Average Travel Time and Distance

The changes in economic conditions, especially in employment status, are known to be closely related to individuals’ travel behaviour. They are one of the factors that affect the residential location choices of individuals, which could again have impacts on modal choice and travel patterns. High travel cost and greater travel distance could be acceptable for more stable job opportunities (Rosenbloom, 2006).

This structural change of employment status in the 2000s was observed by an increased unemployment rate and changes in the labour market in terms of job classification. In order to understand the relationship between women’s employment conditions and their travel behaviour, the transition in women’s position in the labour market was examined in advance.

From 2006 to 2010, the unemployment rate increased dramatically due to economic crisis in 2008 (Figure 2a). It is reported that fixed-contract part-time employment increased in all age groups of women (Kim, 2012).

Figure 2a.

Women’s Unemployment Rate (%)

In addition to unemployment rate changes, the labour market conditions in terms of women’s employment could be considered in depth (Figure 2b). From the late 1990s to early 2000s, a significant transition was found due to two main causes: (1) heavy economic decline and (2) a structural change in the labour market. The economic downturn in the late 1990s caused women to enter the labour market, especially married women, to share the economic burden of their household. For instance, in the early 2000s, the number of female employees in the services and retail sector on fixed-term contracts was sustained until around 2003 (Chae, 2002; Hwang, 2014), which declines in the later stage. Along with their forced entrance into the labour market, highly educated women became willing to enter the professional and clerical fields of the labour market. The number of female employees progressively increased (Hwang, 2014), but at the same time it caused bipolarisation in the labour market regarding job quality and income (Nahm, 2011).

Figure 2b.

Women’s Occupational Changes over Time in SMA (Source: Statistics Korea)

This transition is similar to the trend shown in the US in the early 2000s discussed by Rosenbloom (2006), and it is noticeable that women’s active involvement in the economy consequently triggered a transition in their travel behaviour. In particular, it is interesting to see the increase in economic involvement of women with children, as many previous studies have reported that women with children have relatively smaller accessibility due to parenting responsibility (Choi, 2005; Crane, 2007; Kim, 2007, 2008; Sohn, 2010; etc.).


V. Analysis

1. Analysis Framework

The variables for the analyses were determined based on (1) the findings of previous studies and (2) data available from the HTS. HTS data are composed of three attributes: household, personal and individual trips. Table 2 summarises the variables considered in previous studies.

Variables Considered in Previous Studies

The following is the procedure for determining dependent variables, travel time and distance5). Firstly, the cases with origins or destinations outside SMA were eliminated from the analyses. Travel time was calculated by subtracting the departure time from the arrival time, as indicated in the survey responses.

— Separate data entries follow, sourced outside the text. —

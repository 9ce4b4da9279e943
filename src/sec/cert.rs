//! DER certificate profile for identity and membership chains.
//!
//! Chain trust here is key-based: a certificate is validated by
//! checking its ECDSA P-256 signature with the next certificate's
//! subject key, so only the fields the authorization core consumes are
//! modeled. The profile is a strict DER subset:
//!
//! ```text
//! Certificate ::= SEQUENCE {
//!     tbs SEQUENCE {
//!         serial           OCTET STRING,
//!         subjectPublicKey OCTET STRING (65-byte SEC1 point),
//!         [0] manifestDigest OCTET STRING (32) OPTIONAL,
//!         [1] group          OCTET STRING OPTIONAL
//!     },
//!     signature OCTET STRING (64 bytes, raw r || s)
//! }
//! ```
//!
//! The manifest-digest extension binds an identity certificate to the
//! manifest its holder may later present; the group extension marks a
//! membership certificate's group.

use crate::error::{BusError, Result};
use crate::sec::policy::EccPublicKey;
use p256::ecdsa::signature::{Signer, Verifier};
use p256::ecdsa::{Signature, SigningKey};

pub const CERT_FMT_X509_DER: u8 = 0;

const TAG_SEQUENCE: u8 = 0x30;
const TAG_OCTET_STRING: u8 = 0x04;
const TAG_CTX_MANIFEST: u8 = 0x80;
const TAG_CTX_GROUP: u8 = 0x81;

// Certificates are small; anything larger is malformed input.
const MAX_CERT_LEN: usize = 4096;

fn write_tlv(out: &mut Vec<u8>, tag: u8, content: &[u8]) {
    out.push(tag);
    let len = content.len();
    if len < 0x80 {
        out.push(len as u8);
    } else if len <= 0xFF {
        out.push(0x81);
        out.push(len as u8);
    } else {
        out.push(0x82);
        out.extend_from_slice(&(len as u16).to_be_bytes());
    }
    out.extend_from_slice(content);
}

struct DerReader<'a> {
    buf: &'a [u8],
    pos: usize,
}

impl<'a> DerReader<'a> {
    fn new(buf: &'a [u8]) -> DerReader<'a> {
        DerReader { buf, pos: 0 }
    }

    fn at_end(&self) -> bool {
        self.pos >= self.buf.len()
    }

    fn peek_tag(&self) -> Option<u8> {
        self.buf.get(self.pos).copied()
    }

    /// Read one TLV; returns the tag, its content, and the raw TLV bytes.
    fn read_tlv(&mut self) -> Result<(u8, &'a [u8], &'a [u8])> {
        let start = self.pos;
        let tag = *self.buf.get(self.pos).ok_or(BusError::Invalid)?;
        self.pos += 1;
        let first = *self.buf.get(self.pos).ok_or(BusError::Invalid)?;
        self.pos += 1;
        let len = if first < 0x80 {
            first as usize
        } else {
            let num = (first & 0x7F) as usize;
            if num == 0 || num > 2 {
                return Err(BusError::Invalid);
            }
            let mut len = 0usize;
            for _ in 0..num {
                let b = *self.buf.get(self.pos).ok_or(BusError::Invalid)?;
                self.pos += 1;
                len = (len << 8) | b as usize;
            }
            len
        };
        if len > MAX_CERT_LEN || self.pos + len > self.buf.len() {
            return Err(BusError::Invalid);
        }
        let content = &self.buf[self.pos..self.pos + len];
        self.pos += len;
        Ok((tag, content, &self.buf[start..self.pos]))
    }

    fn expect(&mut self, want: u8) -> Result<&'a [u8]> {
        let (tag, content, _) = self.read_tlv()?;
        if tag != want {
            return Err(BusError::Invalid);
        }
        Ok(content)
    }
}

#[derive(Debug, Clone)]
pub struct Certificate {
    /// Original DER bytes, kept for re-marshalling the chain.
    pub der: Vec<u8>,
    pub serial: Vec<u8>,
    pub subject: EccPublicKey,
    pub manifest_digest: Option<[u8; 32]>,
    pub group: Option<Vec<u8>>,
    tbs: Vec<u8>,
    signature: [u8; 64],
}

impl Certificate {
    pub fn decode_der(der: &[u8]) -> Result<Certificate> {
        if der.len() > MAX_CERT_LEN {
            return Err(BusError::Invalid);
        }
        let mut outer = DerReader::new(der);
        let cert_content = outer.expect(TAG_SEQUENCE)?;
        if !outer.at_end() {
            return Err(BusError::Invalid);
        }

        let mut cert = DerReader::new(cert_content);
        let (tag, tbs_content, tbs_raw) = cert.read_tlv()?;
        if tag != TAG_SEQUENCE {
            return Err(BusError::Invalid);
        }
        let sig_bytes = cert.expect(TAG_OCTET_STRING)?;
        if !cert.at_end() || sig_bytes.len() != 64 {
            return Err(BusError::Invalid);
        }
        let mut signature = [0u8; 64];
        signature.copy_from_slice(sig_bytes);

        let mut tbs = DerReader::new(tbs_content);
        let serial = tbs.expect(TAG_OCTET_STRING)?.to_vec();
        let subject = EccPublicKey::from_sec1(tbs.expect(TAG_OCTET_STRING)?)?;
        let mut manifest_digest = None;
        let mut group = None;
        if tbs.peek_tag() == Some(TAG_CTX_MANIFEST) {
            let content = tbs.expect(TAG_CTX_MANIFEST)?;
            let digest: [u8; 32] = content.try_into().map_err(|_| BusError::Invalid)?;
            manifest_digest = Some(digest);
        }
        if tbs.peek_tag() == Some(TAG_CTX_GROUP) {
            group = Some(tbs.expect(TAG_CTX_GROUP)?.to_vec());
        }
        if !tbs.at_end() {
            return Err(BusError::Invalid);
        }

        Ok(Certificate {
            der: der.to_vec(),
            serial,
            subject,
            manifest_digest,
            group,
            tbs: tbs_raw.to_vec(),
            signature,
        })
    }

    /// Check this certificate's signature with an issuer's subject key.
    pub fn verify(&self, issuer: &EccPublicKey) -> Result<()> {
        let key = issuer.to_verifying_key()?;
        let sig = Signature::from_slice(&self.signature).map_err(|_| BusError::Security)?;
        key.verify(&self.tbs, &sig).map_err(|_| BusError::Security)
    }
}

/// Verify the internal issuer links of a chain, leaf first: each
/// certificate must be signed by the next one's subject key. The root
/// is not judged here; trust in the root comes from a stored authority.
pub fn verify_chain_links(chain: &[Certificate]) -> Result<()> {
    if chain.is_empty() {
        return Err(BusError::Security);
    }
    for pair in chain.windows(2) {
        pair[0].verify(&pair[1].subject)?;
    }
    Ok(())
}

/// Certificate builder used by provisioning and tests.
pub struct CertificateBuilder {
    serial: Vec<u8>,
    subject: EccPublicKey,
    manifest_digest: Option<[u8; 32]>,
    group: Option<Vec<u8>>,
}

impl CertificateBuilder {
    pub fn new(serial: &[u8], subject: EccPublicKey) -> CertificateBuilder {
        CertificateBuilder { serial: serial.to_vec(), subject, manifest_digest: None, group: None }
    }

    pub fn manifest_digest(mut self, digest: [u8; 32]) -> CertificateBuilder {
        self.manifest_digest = Some(digest);
        self
    }

    pub fn group(mut self, group: &[u8]) -> CertificateBuilder {
        self.group = Some(group.to_vec());
        self
    }

    /// Sign the TBS with the issuer key and emit DER.
    pub fn sign(self, issuer: &SigningKey) -> Vec<u8> {
        let mut tbs_content = Vec::new();
        write_tlv(&mut tbs_content, TAG_OCTET_STRING, &self.serial);
        write_tlv(&mut tbs_content, TAG_OCTET_STRING, &self.subject.to_sec1());
        if let Some(digest) = &self.manifest_digest {
            write_tlv(&mut tbs_content, TAG_CTX_MANIFEST, digest);
        }
        if let Some(group) = &self.group {
            write_tlv(&mut tbs_content, TAG_CTX_GROUP, group);
        }
        let mut tbs = Vec::new();
        write_tlv(&mut tbs, TAG_SEQUENCE, &tbs_content);

        let signature: Signature = issuer.sign(&tbs);
        let sig_bytes = signature.to_bytes();

        let mut cert_content = tbs;
        write_tlv(&mut cert_content, TAG_OCTET_STRING, sig_bytes.as_slice());
        let mut der = Vec::new();
        write_tlv(&mut der, TAG_SEQUENCE, &cert_content);
        der
    }
}

#[cfg(test)]
mod tests {
    use super::*;

    fn keypair() -> (SigningKey, EccPublicKey) {
        let sk = SigningKey::random(&mut rand::rngs::OsRng);
        let pk = EccPublicKey::from_sec1(
            p256::ecdsa::VerifyingKey::from(&sk)
                .to_encoded_point(false)
                .as_bytes(),
        )
        .unwrap();
        (sk, pk)
    }

    #[test]
    fn encode_decode_round_trip() {
        let (issuer_sk, issuer_pk) = keypair();
        let (_, subject_pk) = keypair();
        let der = CertificateBuilder::new(b"\x01\x02", subject_pk.clone())
            .manifest_digest([7u8; 32])
            .group(b"group-id-bytes")
            .sign(&issuer_sk);
        let cert = Certificate::decode_der(&der).unwrap();
        assert_eq!(cert.subject, subject_pk);
        assert_eq!(cert.manifest_digest, Some([7u8; 32]));
        assert_eq!(cert.group.as_deref(), Some(&b"group-id-bytes"[..]));
        cert.verify(&issuer_pk).unwrap();
    }

    #[test]
    fn tampered_tbs_fails_verify() {
        let (issuer_sk, issuer_pk) = keypair();
        let (_, subject_pk) = keypair();
        let mut der = CertificateBuilder::new(b"\x09", subject_pk).sign(&issuer_sk);
        // Flip a byte inside the serial
        der[6] ^= 0x01;
        match Certificate::decode_der(&der) {
            Ok(cert) => assert!(cert.verify(&issuer_pk).is_err()),
            Err(e) => assert_eq!(e, BusError::Invalid),
        }
    }

    #[test]
    fn chain_links_verify() {
        let (root_sk, root_pk) = keypair();
        let (inter_sk, inter_pk) = keypair();
        let (_, leaf_pk) = keypair();

        let root_der = CertificateBuilder::new(b"r", root_pk.clone()).sign(&root_sk);
        let inter_der = CertificateBuilder::new(b"i", inter_pk.clone()).sign(&root_sk);
        let leaf_der = CertificateBuilder::new(b"l", leaf_pk).sign(&inter_sk);

        let chain = vec![
            Certificate::decode_der(&leaf_der).unwrap(),
            Certificate::decode_der(&inter_der).unwrap(),
            Certificate::decode_der(&root_der).unwrap(),
        ];
        verify_chain_links(&chain).unwrap();

        // Out-of-order chain fails
        let bad = vec![chain[1].clone(), chain[0].clone(), chain[2].clone()];
        assert!(verify_chain_links(&bad).is_err());
    }

    #[test]
    fn garbage_is_invalid() {
        assert_eq!(Certificate::decode_der(&[0x30, 0x05, 1, 2]).unwrap_err(), BusError::Invalid);
        assert_eq!(Certificate::decode_der(&[]).unwrap_err(), BusError::Invalid);
    }
}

As the exact locations of trip origin and destination are not mandatory required information in the HTS, the majority of the cases did not provide both origin and destination. Consequently, the centroids of each sigungu were assumed to be the origin and destination. The equations for calculating inter-provincial trips and sigungu local trips are as of Equations 1 and 2.

In order to validate the use of distance between sigungu-centroids, the travel distances of the cases with at least one exact known origin and/or destination were calculated and compared. There were three groups available in this aspect: the cases with (1) both the exact origin and destination provided; (2) either the exact origin or destination provided; and (3) both the origin and destination unknown (sigungu-centroids used). The average distances of the three groups did not show a great difference6). Therefore, the distance between the sigungu-centroids was considered acceptable.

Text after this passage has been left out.